What, Exactly, is Search Engine Spam?

There's a subtle boundary that separates acceptable search engine optimization practices from the shadier techniques used by spammers. How can you recognize the difference between white-hat and black-hat techniques?
A special report from the Search Engine Strategies 2004 Conference, December 13-16, Chicago.
This panel was somewhat controversial among the purist search engine optimizers attending the conference, who object to any session that offers insight into black-hat techniques. But the session was not intended to teach tricks to fool the engines but to show how using spammy tactics can hurt a site, and ultimately do not pay in the long run.
Search engine spam defined
The first step to determine if you are playing with fire is to understand the philosophical question, "what is considered spam?" The attendees were presented with a fairly clear definition of search engine spam from Tim Mayer, Director of Product Management for Yahoo Search. Yahoo! defines spam as "pages created deliberately to trick the search engine into offering inappropriate, redundant, or poor-quality search results." This is similar to the definitions offered by Google and MSN as well.
Shari Thurow, Webmaster/Marketing Director from GrantasticDesigns.com suggested various questions that site owners should ask themselves related to content and their optimization techniques. While acknowledging that these were "obvious" questions, Thurow said "they just don't get asked enough." She strongly suggests that site owners make sure that the content benefits the target audience—site visitors—and is not just thrown on a page to skew the search engine ranking algorithms.

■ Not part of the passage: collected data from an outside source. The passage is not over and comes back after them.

//! JSON wire protocol for the recognition and synthesis endpoints.
//!
//! Binary frames carry raw PCM in both directions (16-bit signed
//! little-endian, mono; 16 kHz inbound on `/asr`, 24 kHz outbound on
//! `/tts`); text frames carry the tagged JSON messages below.

use crate::types::VoiceInfo;
use serde::{Deserialize, Serialize};

/// Control messages accepted on the recognition endpoint.
#[derive(Debug, Clone, Copy, PartialEq, Eq, Deserialize)]
#[serde(tag = "type", rename_all = "snake_case")]
pub enum AsrControl {
    Start,
    Stop,
}

/// Events emitted on the recognition endpoint.
#[derive(Debug, Clone, PartialEq, Serialize)]
#[serde(tag = "type", rename_all = "snake_case")]
pub enum AsrEvent {
    Ready,
    Partial {
        text: String,
    },
    Result {
        text: String,
    },
    Final {
        text: String,
    },
    SentenceComplete {
        text: String,
    },
    AiResponseStreamStart {
        user_input: String,
    },
    AiResponseStream {
        chunk: String,
        accumulated: String,
    },
    AiResponseStreamEnd {
        #[serde(skip_serializing_if = "Option::is_none")]
        full_text: Option<String>,
        #[serde(skip_serializing_if = "Option::is_none")]
        error: Option<String>,
    },
    Error {
        message: String,
    },
}

impl AsrEvent {
    pub fn stream_end_ok(full_text: String) -> Self {
        Self::AiResponseStreamEnd {
            full_text: Some(full_text),
            error: None,
        }
    }

    pub fn stream_end_error(error: impl Into<String>) -> Self {
        Self::AiResponseStreamEnd {
            full_text: None,
            error: Some(error.into()),
        }
    }
}

/// Requests accepted on the synthesis endpoint.
#[derive(Debug, Clone, PartialEq, Deserialize)]
#[serde(tag = "type", rename_all = "snake_case")]
pub enum TtsRequest {
    Synthesize {
        text: String,
        #[serde(default)]
        voice: Option<String>,
    },
    ListVoices,
    SetVoice {
        voice: String,
    },
}

/// Events emitted on the synthesis endpoint (binary PCM frames are
/// interleaved between `audio_start` and `audio_end`).
#[derive(Debug, Clone, PartialEq, Serialize)]
#[serde(tag = "type", rename_all = "snake_case")]
pub enum TtsEvent {
    AudioStart {
        voice: String,
        emotion: String,
        format: String,
        sample_rate: u32,
        channels: u16,
        bits_per_sample: u16,
        streaming: bool,
    },
    AudioEnd {
        voice: String,
        emotion: String,
        total_size: usize,
    },
    VoicesList {
        voices: Vec<VoiceInfo>,
    },
    VoiceSet {
        voice: String,
    },
    Error {
        message: String,
    },
}

/// Fixed output format of the synthesis pipeline.
pub const TTS_SAMPLE_RATE: u32 = 24_000;
pub const TTS_CHANNELS: u16 = 1;
pub const TTS_BITS_PER_SAMPLE: u16 = 16;

impl TtsEvent {
    pub fn audio_start(voice: impl Into<String>, emotion: impl Into<String>) -> Self {
        Self::AudioStart {
            voice: voice.into(),
            emotion: emotion.into(),
            format: "pcm".to_string(),
            sample_rate: TTS_SAMPLE_RATE,
            channels: TTS_CHANNELS,
            bits_per_sample: TTS_BITS_PER_SAMPLE,
            streaming: true,
        }
    }

    pub fn audio_end(
        voice: impl Into<String>,
        emotion: impl Into<String>,
        total_size: usize,
    ) -> Self {
        Self::AudioEnd {
            voice: voice.into(),
            emotion: emotion.into(),
            total_size,
        }
    }
}

#[cfg(test)]
mod tests {
    use super::*;

    #[test]
    fn test_asr_control_parses_start_and_stop() {
        let start: AsrControl = serde_json::from_str(r#"{"type":"start"}"#).unwrap();
        assert_eq!(start, AsrControl::Start);
        let stop: AsrControl = serde_json::from_str(r#"{"type":"stop"}"#).unwrap();
        assert_eq!(stop, AsrControl::Stop);
    }

    #[test]
    fn test_asr_control_rejects_unknown_type() {
        let result = serde_json::from_str::<AsrControl>(r#"{"type":"pause"}"#);
        assert!(result.is_err());
    }

    #[test]
    fn test_asr_event_ready_serialization() {
        let json = serde_json::to_string(&AsrEvent::Ready).unwrap();
        assert_eq!(json, r#"{"type":"ready"}"#);
    }

    #[test]
    fn test_asr_event_stream_tags() {
        let json = serde_json::to_string(&AsrEvent::AiResponseStreamStart {
            user_input: "hello".to_string(),
        })
        .unwrap();
        assert!(json.contains(r#""type":"ai_response_stream_start""#));

        let json = serde_json::to_string(&AsrEvent::AiResponseStream {
            chunk: "a".to_string(),
            accumulated: "a".to_string(),
        })
        .unwrap();
        assert!(json.contains(r#""type":"ai_response_stream""#));
    }

    #[test]
    fn test_stream_end_omits_absent_fields() {
        let json = serde_json::to_string(&AsrEvent::stream_end_ok("done".to_string())).unwrap();
        assert!(json.contains("full_text"));
        assert!(!json.contains("error"));

        let json = serde_json::to_string(&AsrEvent::stream_end_error("boom")).unwrap();
        assert!(json.contains("error"));
        assert!(!json.contains("full_text"));
    }

    #[test]
    fn test_tts_request_synthesize_optional_voice() {
        let req: TtsRequest =
            serde_json::from_str(r#"{"type":"synthesize","text":"你好"}"#).unwrap();
        match req {
            TtsRequest::Synthesize { text, voice } => {
                assert_eq!(text, "你好");
                assert!(voice.is_none());
            }
            _ => panic!("expected synthesize"),
        }
    }

    #[test]
    fn test_tts_request_list_voices() {
        let req: TtsRequest = serde_json::from_str(r#"{"type":"list_voices"}"#).unwrap();
        assert_eq!(req, TtsRequest::ListVoices);
    }

    #[test]
    fn test_audio_start_fixed_format() {
        let json =
            serde_json::to_string(&TtsEvent::audio_start("zh-CN-XiaoxiaoNeural", "normal"))
                .unwrap();
        assert!(json.contains(r#""format":"pcm""#));
        assert!(json.contains(r#""sample_rate":24000"#));
        assert!(json.contains(r#""channels":1"#));
        assert!(json.contains(r#""bits_per_sample":16"#));
        assert!(json.contains(r#""streaming":true"#));
    }

    #[test]
    fn test_audio_end_total_size() {
        let json = serde_json::to_string(&TtsEvent::audio_end("v", "happy", 4096)).unwrap();
        assert!(json.contains(r#""total_size":4096"#));
        assert!(json.contains(r#""emotion":"happy""#));
    }
}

Sixteen flavors of search engine spamThurow next presented a slide that contained a comprehensive list of sixteen tactics that are considered search engine spam. These techniques include:
Keywords unrelated to site
Redirects
Keyword stuffing
Mirror/duplicate content
Tiny Text
Doorway pages
Link Farms
Cloaking
Keyword stacking
Gibberish
Hidden text
Domain Spam
Hidden links
Mini/micro-sites
Page Swapping (bait &switch)
Typo spam and cyber squatting
Yahoo's Mayer echoed Thurow's warnings about spamming the engines. He explained that Yahoo! (and the other engines) take spam very seriously and spend a great deal of time and effort trying to eliminate spam techniques.

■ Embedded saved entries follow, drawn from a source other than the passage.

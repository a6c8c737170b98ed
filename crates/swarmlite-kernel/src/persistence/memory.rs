//! In-memory implementation of `StateStore`.
//!
//! The default store for tests and single-process deployments without a
//! database. Rows are signed and sensitive fields sealed exactly as in the
//! PostgreSQL implementation so integrity and encryption paths are
//! exercised everywhere.

use std::collections::{BTreeMap, HashMap};

use async_trait::async_trait;
use parking_lot::RwLock;
use serde_json::Value;

use crate::signing::HmacSigner;
use crate::workflow::{TaskStatus, WorkflowStatus};

use super::encryption::FieldCipher;
use super::store::*;

struct StoredRow<T> {
    record: T,
    signature: String,
}

/// In-memory signed state store
pub struct InMemoryStateStore {
    signer: HmacSigner,
    cipher: Option<FieldCipher>,
    workflows: RwLock<HashMap<String, StoredRow<WorkflowRecord>>>,
    tasks: RwLock<BTreeMap<(String, String), StoredRow<TaskRecord>>>,
}

impl InMemoryStateStore {
    pub fn new(signer: HmacSigner, cipher: Option<FieldCipher>) -> Self {
        Self {
            signer,
            cipher,
            workflows: RwLock::new(HashMap::new()),
            tasks: RwLock::new(BTreeMap::new()),
        }
    }

    /// Number of stored workflows
    pub fn workflow_count(&self) -> usize {
        self.workflows.read().len()
    }

    /// Clear all data (for testing)
    pub fn clear(&self) {
        self.workflows.write().clear();
        self.tasks.write().clear();
    }

    fn seal_workflow(&self, record: &WorkflowRecord) -> Result<WorkflowRecord, StoreError> {
        let mut stored = record.clone();
        if definition_is_sensitive(&record.definition) {
            let cipher = self.require_cipher(&record.workflow_id)?;
            let plaintext = serde_json::to_vec(&record.definition)
                .map_err(|e| StoreError::Serialization(e.to_string()))?;
            let sealed = cipher
                .seal(&plaintext)
                .map_err(|e| StoreError::Encryption(e.to_string()))?;
            stored.definition = Value::String(sealed);
        }
        Ok(stored)
    }

    fn unseal_workflow(&self, stored: &WorkflowRecord) -> Result<WorkflowRecord, StoreError> {
        let mut record = stored.clone();
        if let Value::String(s) = &stored.definition {
            if FieldCipher::is_sealed(s) {
                let cipher = self.require_cipher(&stored.workflow_id)?;
                let plaintext = cipher
                    .open(s)
                    .map_err(|e| StoreError::Encryption(e.to_string()))?;
                record.definition = serde_json::from_slice(&plaintext)
                    .map_err(|e| StoreError::Serialization(e.to_string()))?;
            }
        }
        Ok(record)
    }

    fn seal_task(&self, record: &TaskRecord) -> Result<TaskRecord, StoreError> {
        let mut stored = record.clone();
        if record.sensitive {
            if let Some(error) = &record.last_error {
                let cipher = self.require_cipher(&record.workflow_id)?;
                stored.last_error = Some(
                    cipher
                        .seal_str(error)
                        .map_err(|e| StoreError::Encryption(e.to_string()))?,
                );
            }
        }
        Ok(stored)
    }

    fn unseal_task(&self, stored: &TaskRecord) -> Result<TaskRecord, StoreError> {
        let mut record = stored.clone();
        if let Some(error) = &stored.last_error {
            if FieldCipher::is_sealed(error) {
                let cipher = self.require_cipher(&stored.workflow_id)?;
                record.last_error = Some(
                    cipher
                        .open_str(error)
                        .map_err(|e| StoreError::Encryption(e.to_string()))?,
                );
            }
        }
        Ok(record)
    }

    fn require_cipher(&self, workflow_id: &str) -> Result<&FieldCipher, StoreError> {
        self.cipher
            .as_ref()
            .ok_or_else(|| StoreError::EncryptionRequired(workflow_id.to_string()))
    }

    fn verify_workflow(&self, record: &WorkflowRecord, signature: &str) -> Result<(), StoreError> {
        if self.signer.verify(&workflow_canonical(record), signature) {
            Ok(())
        } else {
            Err(StoreError::SignatureMismatch(record.workflow_id.clone()))
        }
    }

    fn verify_task(&self, record: &TaskRecord, signature: &str) -> Result<(), StoreError> {
        if self.signer.verify(&task_canonical(record), signature) {
            Ok(())
        } else {
            Err(StoreError::SignatureMismatch(format!(
                "{}/{}",
                record.workflow_id, record.task_id
            )))
        }
    }
}

#[async_trait]
impl StateStore for InMemoryStateStore {
    async fn put_workflow(&self, record: &WorkflowRecord) -> Result<(), StoreError> {
        let signature = self.signer.sign(&workflow_canonical(record));
        let stored = self.seal_workflow(record)?;
        self.workflows.write().insert(
            record.workflow_id.clone(),
            StoredRow {
                record: stored,
                signature,
            },
        );
        Ok(())
    }

    async fn get_workflow(
        &self,
        workflow_id: &str,
    ) -> Result<Option<WorkflowRecord>, StoreError> {
        let workflows = self.workflows.read();
        let Some(row) = workflows.get(workflow_id) else {
            return Ok(None);
        };
        let record = self.unseal_workflow(&row.record)?;
        self.verify_workflow(&record, &row.signature)?;
        Ok(Some(record))
    }

    async fn list_in_flight(&self) -> Result<Vec<WorkflowRecord>, StoreError> {
        let workflows = self.workflows.read();
        let mut in_flight = Vec::new();
        for row in workflows.values() {
            if row.record.status == WorkflowStatus::Running {
                let record = self.unseal_workflow(&row.record)?;
                self.verify_workflow(&record, &row.signature)?;
                in_flight.push(record);
            }
        }
        in_flight.sort_by(|a, b| a.workflow_id.cmp(&b.workflow_id));
        Ok(in_flight)
    }

    async fn put_task(&self, record: &TaskRecord) -> Result<(), StoreError> {
        let signature = self.signer.sign(&task_canonical(record));
        let stored = self.seal_task(record)?;
        self.tasks.write().insert(
            (record.workflow_id.clone(), record.task_id.clone()),
            StoredRow {
                record: stored,
                signature,
            },
        );
        Ok(())
    }

    async fn get_task(
        &self,
        workflow_id: &str,
        task_id: &str,
    ) -> Result<Option<TaskRecord>, StoreError> {
        let tasks = self.tasks.read();
        let Some(row) = tasks.get(&(workflow_id.to_string(), task_id.to_string())) else {
            return Ok(None);
        };
        let record = self.unseal_task(&row.record)?;
        self.verify_task(&record, &row.signature)?;
        Ok(Some(record))
    }

    async fn list_tasks(&self, workflow_id: &str) -> Result<Vec<TaskRecord>, StoreError> {
        let tasks = self.tasks.read();
        let mut result = Vec::new();
        for ((wf, _), row) in tasks.iter() {
            if wf == workflow_id {
                let record = self.unseal_task(&row.record)?;
                self.verify_task(&record, &row.signature)?;
                result.push(record);
            }
        }
        Ok(result)
    }

    async fn cas_task_status(
        &self,
        workflow_id: &str,
        task_id: &str,
        expected: TaskStatus,
        new: TaskStatus,
    ) -> Result<bool, StoreError> {
        let mut tasks = self.tasks.write();
        let key = (workflow_id.to_string(), task_id.to_string());
        let row = tasks.get_mut(&key).ok_or_else(|| StoreError::TaskNotFound {
            workflow_id: workflow_id.to_string(),
            task_id: task_id.to_string(),
        })?;

        let mut record = self.unseal_task(&row.record)?;
        self.verify_task(&record, &row.signature)?;

        if record.status != expected {
            return Ok(false);
        }

        record.status = new;
        let signature = self.signer.sign(&task_canonical(&record));
        let stored = self.seal_task(&record)?;
        *row = StoredRow {
            record: stored,
            signature,
        };
        Ok(true)
    }
}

There is a fine line that exists between "optimization" and "over optimization," said Mayer. However, he clearly has both feet firmly planted in reality and understands that, in many product categories, it is the norm to use more aggressive techniques and those who "need" to legitimately compete in that space, may have to venture into the grey zone themselves.
Mayer summed up this sentiment providing what I believe was the quote of the conference: "If you're being entirely organic and going after 'Viagra,' it's like taking a sword to a gunfight. You just aren't going to rank."

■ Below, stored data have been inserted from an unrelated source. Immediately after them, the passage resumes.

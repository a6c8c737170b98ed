//! The orchestration engine: submission API and per-workflow schedulers.
//!
//! [`WorkflowEngine`] is the only surface the REST layer may invoke:
//! `submit`, `status`, `stop`, plus `resume_in_flight` at startup. Each
//! accepted workflow gets its own cooperative scheduler task; all of them
//! share one bounded worker pool.

mod compensation;
mod recovery;
mod scheduler;

use std::sync::Arc;

use dashmap::DashMap;
use tokio::sync::Semaphore;
use tokio_util::sync::CancellationToken;
use tracing::{error, info, instrument, warn};

use crate::audit::{AuditEntry, AuditError, AuditEvent, AuditLog, InMemoryAuditLog};
use crate::config::{ConfigError, KernelConfig};
use crate::definition::{parse_definition, validate, ValidationError};
use crate::governance::{GovernanceContext, GovernanceGate};
use crate::handler::HandlerRegistry;
use crate::persistence::{
    FieldCipher, InMemoryStateStore, StateStore, StoreError, TaskRecord, WorkflowRecord,
};
use crate::signing::HmacSigner;
use crate::workflow::{
    TaskSnapshot, Workflow, WorkflowSnapshot, WorkflowStatus,
};

use recovery::Recovery;
use scheduler::Scheduler;

/// Errors from engine operations
#[derive(Debug, thiserror::Error)]
pub enum EngineError {
    /// Definition rejected before any state was written
    #[error(transparent)]
    Validation(#[from] ValidationError),

    /// Store error
    #[error("store error: {0}")]
    Store(#[from] StoreError),

    /// Audit log error
    #[error("audit error: {0}")]
    Audit(#[from] AuditError),

    /// Workflow not found
    #[error("workflow not found: {0}")]
    WorkflowNotFound(String),

    /// The workflow id exists under a different idempotency key
    #[error("workflow {0} already exists with a different idempotency key")]
    IdempotencyConflict(String),

    /// Store stayed unavailable past the retry ceiling; the scheduler
    /// exited, leaving persisted state consistent for later resume
    #[error("store unavailable after {attempts} attempts: {source}")]
    StoreUnavailable {
        attempts: u32,
        #[source]
        source: StoreError,
    },
}

/// Collaborators shared by every scheduler in the process
pub(crate) struct Shared {
    pub(crate) store: Arc<dyn StateStore>,
    pub(crate) audit: Arc<dyn AuditLog>,
    pub(crate) gate: Arc<dyn GovernanceGate>,
    pub(crate) registry: Arc<HandlerRegistry>,
    pub(crate) config: KernelConfig,
    pub(crate) pool: Arc<Semaphore>,
}

struct WorkflowHandle {
    stop: CancellationToken,
}

/// Single-node workflow orchestration engine
///
/// # Example
///
/// ```ignore
/// let config = KernelConfig::from_env()?;
/// let engine = WorkflowEngine::in_memory(config, Arc::new(AllowAll), registry)?;
///
/// let workflow_id = engine
///     .submit(definition_bytes, Some("req-42".into()), context)
///     .await?;
/// let snapshot = engine.status(&workflow_id).await?;
/// ```
pub struct WorkflowEngine {
    shared: Arc<Shared>,
    running: Arc<DashMap<String, WorkflowHandle>>,
}

impl WorkflowEngine {
    /// Build an engine around injected collaborators
    pub fn new(
        config: KernelConfig,
        store: Arc<dyn StateStore>,
        audit: Arc<dyn AuditLog>,
        gate: Arc<dyn GovernanceGate>,
        registry: Arc<HandlerRegistry>,
    ) -> Self {
        let pool = Arc::new(Semaphore::new(config.parallelism));
        Self {
            shared: Arc::new(Shared {
                store,
                audit,
                gate,
                registry,
                config,
                pool,
            }),
            running: Arc::new(DashMap::new()),
        }
    }

    /// Build an engine over the in-memory store and audit log
    pub fn in_memory(
        config: KernelConfig,
        gate: Arc<dyn GovernanceGate>,
        registry: Arc<HandlerRegistry>,
    ) -> Result<Self, ConfigError> {
        let signer = HmacSigner::new(config.audit_secret.clone());
        let cipher = match &config.db_encryption_key {
            Some(key) => Some(FieldCipher::new(key).map_err(|e| ConfigError::Invalid {
                var: "DB_ENCRYPTION_KEY",
                reason: e.to_string(),
            })?),
            None => None,
        };

        let store = Arc::new(InMemoryStateStore::new(signer.clone(), cipher));
        let audit = Arc::new(InMemoryAuditLog::new(signer));
        Ok(Self::new(config, store, audit, gate, registry))
    }

    /// Submit a workflow definition
    ///
    /// Validates the definition, persists initial state, and spawns the
    /// scheduler. A duplicate `(workflow_id, idempotency_key)` submission
    /// returns the existing workflow's id without starting anything; if the
    /// duplicate's definition differs from the stored one, an
    /// `IDEMPOTENT_REPLAY` audit record notes the divergence.
    #[instrument(skip(self, definition_bytes, context))]
    pub async fn submit(
        &self,
        definition_bytes: &[u8],
        idempotency_key: Option<String>,
        context: GovernanceContext,
    ) -> Result<String, EngineError> {
        let document: serde_json::Value = serde_json::from_slice(definition_bytes)
            .map_err(|e| ValidationError::InvalidDocument(e.to_string()))?;
        self.submit_document(document, idempotency_key, context)
            .await
    }

    /// Submit an already-normalized definition tree
    pub async fn submit_document(
        &self,
        document: serde_json::Value,
        idempotency_key: Option<String>,
        context: GovernanceContext,
    ) -> Result<String, EngineError> {
        let definition = parse_definition(&document)?;
        let workflow = validate(definition, idempotency_key.clone())?;
        let workflow_id = workflow.workflow_id.clone();

        if let Some(existing) = self.shared.store.get_workflow(&workflow_id).await? {
            if existing.idempotency_key == idempotency_key {
                if existing.definition != document {
                    warn!(
                        %workflow_id,
                        "idempotent resubmission carries a different definition"
                    );
                    self.shared
                        .audit
                        .append(AuditEntry::workflow(
                            &workflow_id,
                            AuditEvent::IdempotentReplay,
                            None,
                            None,
                        ))
                        .await?;
                }
                info!(%workflow_id, "returning existing workflow for idempotent submission");
                return Ok(workflow_id);
            }
            return Err(EngineError::IdempotencyConflict(workflow_id));
        }

        let record = WorkflowRecord::from_workflow(&workflow, document, context.clone());
        self.shared.store.put_workflow(&record).await?;
        self.shared
            .audit
            .append(AuditEntry::workflow(
                &workflow_id,
                AuditEvent::WorkflowCreated,
                None,
                Some(WorkflowStatus::Pending),
            ))
            .await?;

        for task in workflow.tasks.values() {
            self.shared
                .store
                .put_task(&TaskRecord::from_task(&workflow_id, task))
                .await?;
        }

        info!(%workflow_id, tasks = workflow.tasks.len(), "workflow accepted");
        self.spawn_scheduler(workflow, context);
        Ok(workflow_id)
    }

    /// Point-in-time status assembled from the state store
    pub async fn status(&self, workflow_id: &str) -> Result<WorkflowSnapshot, EngineError> {
        let record = self
            .shared
            .store
            .get_workflow(workflow_id)
            .await?
            .ok_or_else(|| EngineError::WorkflowNotFound(workflow_id.to_string()))?;

        let tasks = self.shared.store.list_tasks(workflow_id).await?;
        Ok(WorkflowSnapshot {
            workflow_id: record.workflow_id,
            status: record.status,
            last_error: record.last_error,
            tasks: tasks
                .into_iter()
                .map(|t| TaskSnapshot {
                    task_id: t.task_id,
                    status: t.status,
                    attempt: t.attempt,
                    last_error: t.last_error,
                    started_at: t.started_at,
                    finished_at: t.finished_at,
                })
                .collect(),
            created_at: record.created_at,
            updated_at: record.updated_at,
        })
    }

    /// Request a cooperative stop
    ///
    /// With a live scheduler this cancels pending retry timers and signals
    /// in-flight handlers; their final results are recorded but trigger no
    /// further dispatch. Without one (e.g. after a restart that has not
    /// resumed), the workflow is settled directly in the store.
    #[instrument(skip(self))]
    pub async fn stop(&self, workflow_id: &str) -> Result<(), EngineError> {
        if let Some(handle) = self.running.get(workflow_id) {
            info!(%workflow_id, "stop requested");
            handle.stop.cancel();
            return Ok(());
        }

        let mut record = self
            .shared
            .store
            .get_workflow(workflow_id)
            .await?
            .ok_or_else(|| EngineError::WorkflowNotFound(workflow_id.to_string()))?;

        if record.status.is_terminal() {
            return Ok(());
        }

        for mut task in self.shared.store.list_tasks(workflow_id).await? {
            if !task.status.is_settled() {
                let from = task.status;
                task.status = crate::workflow::TaskStatus::Skipped;
                task.finished_at = Some(chrono::Utc::now());
                self.shared.store.put_task(&task).await?;
                self.shared
                    .audit
                    .append(AuditEntry::transition(
                        workflow_id,
                        &task.task_id,
                        from,
                        task.status,
                    ))
                    .await?;
            }
        }

        let from = record.status;
        record.status = WorkflowStatus::Stopped;
        record.updated_at = chrono::Utc::now();
        self.shared.store.put_workflow(&record).await?;
        self.shared
            .audit
            .append(AuditEntry::workflow(
                workflow_id,
                AuditEvent::WorkflowTerminal,
                Some(from),
                Some(WorkflowStatus::Stopped),
            ))
            .await?;

        info!(%workflow_id, "workflow stopped without a live scheduler");
        Ok(())
    }

    /// Resume in-flight workflows from the store (crash recovery)
    ///
    /// Verifies each workflow's audit chain before touching it; a broken
    /// chain marks the workflow failed with an integrity violation and
    /// quarantines it from further action.
    pub async fn resume_in_flight(&self) -> Result<Vec<String>, EngineError> {
        let recovered = Recovery::new(Arc::clone(&self.shared)).recover().await?;

        let mut resumed = Vec::with_capacity(recovered.len());
        for (workflow, context) in recovered {
            resumed.push(workflow.workflow_id.clone());
            self.spawn_scheduler(workflow, context);
        }

        if !resumed.is_empty() {
            info!(count = resumed.len(), "resumed in-flight workflows");
        }
        Ok(resumed)
    }

    /// Whether a scheduler is currently live for this workflow
    pub fn is_running(&self, workflow_id: &str) -> bool {
        self.running.contains_key(workflow_id)
    }

    fn spawn_scheduler(&self, workflow: Workflow, context: GovernanceContext) {
        let stop = CancellationToken::new();
        let workflow_id = workflow.workflow_id.clone();
        self.running.insert(
            workflow_id.clone(),
            WorkflowHandle { stop: stop.clone() },
        );

        let shared = Arc::clone(&self.shared);
        let running = Arc::clone(&self.running);
        tokio::spawn(async move {
            let scheduler = Scheduler::new(shared, stop);
            match scheduler.run(workflow, context).await {
                Ok(status) => info!(%workflow_id, %status, "workflow reached terminal state"),
                Err(error) => {
                    error!(%workflow_id, %error, "scheduler exited; state remains resumable")
                }
            }
            running.remove(&workflow_id);
        });
    }
}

Tim has since clarified that his comment was not—and is not—a license to use spam techniques, but simply an acknowledgement that in hyper-competitive categories like gambling and travel, aggressive optimization exists and isn't as overtly obvious in those situations than in less-competitive categories.
How to report abuseThere are two schools of thought when it comes to reporting search engine spam to the engines. There are those that report every occurrence they come across and those who don't report it because they believe it will only be replaced by a spammy site that's simply using subtler techniques. Either way you look at it, Mayer indicated that Yahoo takes spam reports very seriously. He said they helps keep Yahoo! clean, and assists the company in tuning its algorithms to detect new spam techniques as they are adopted.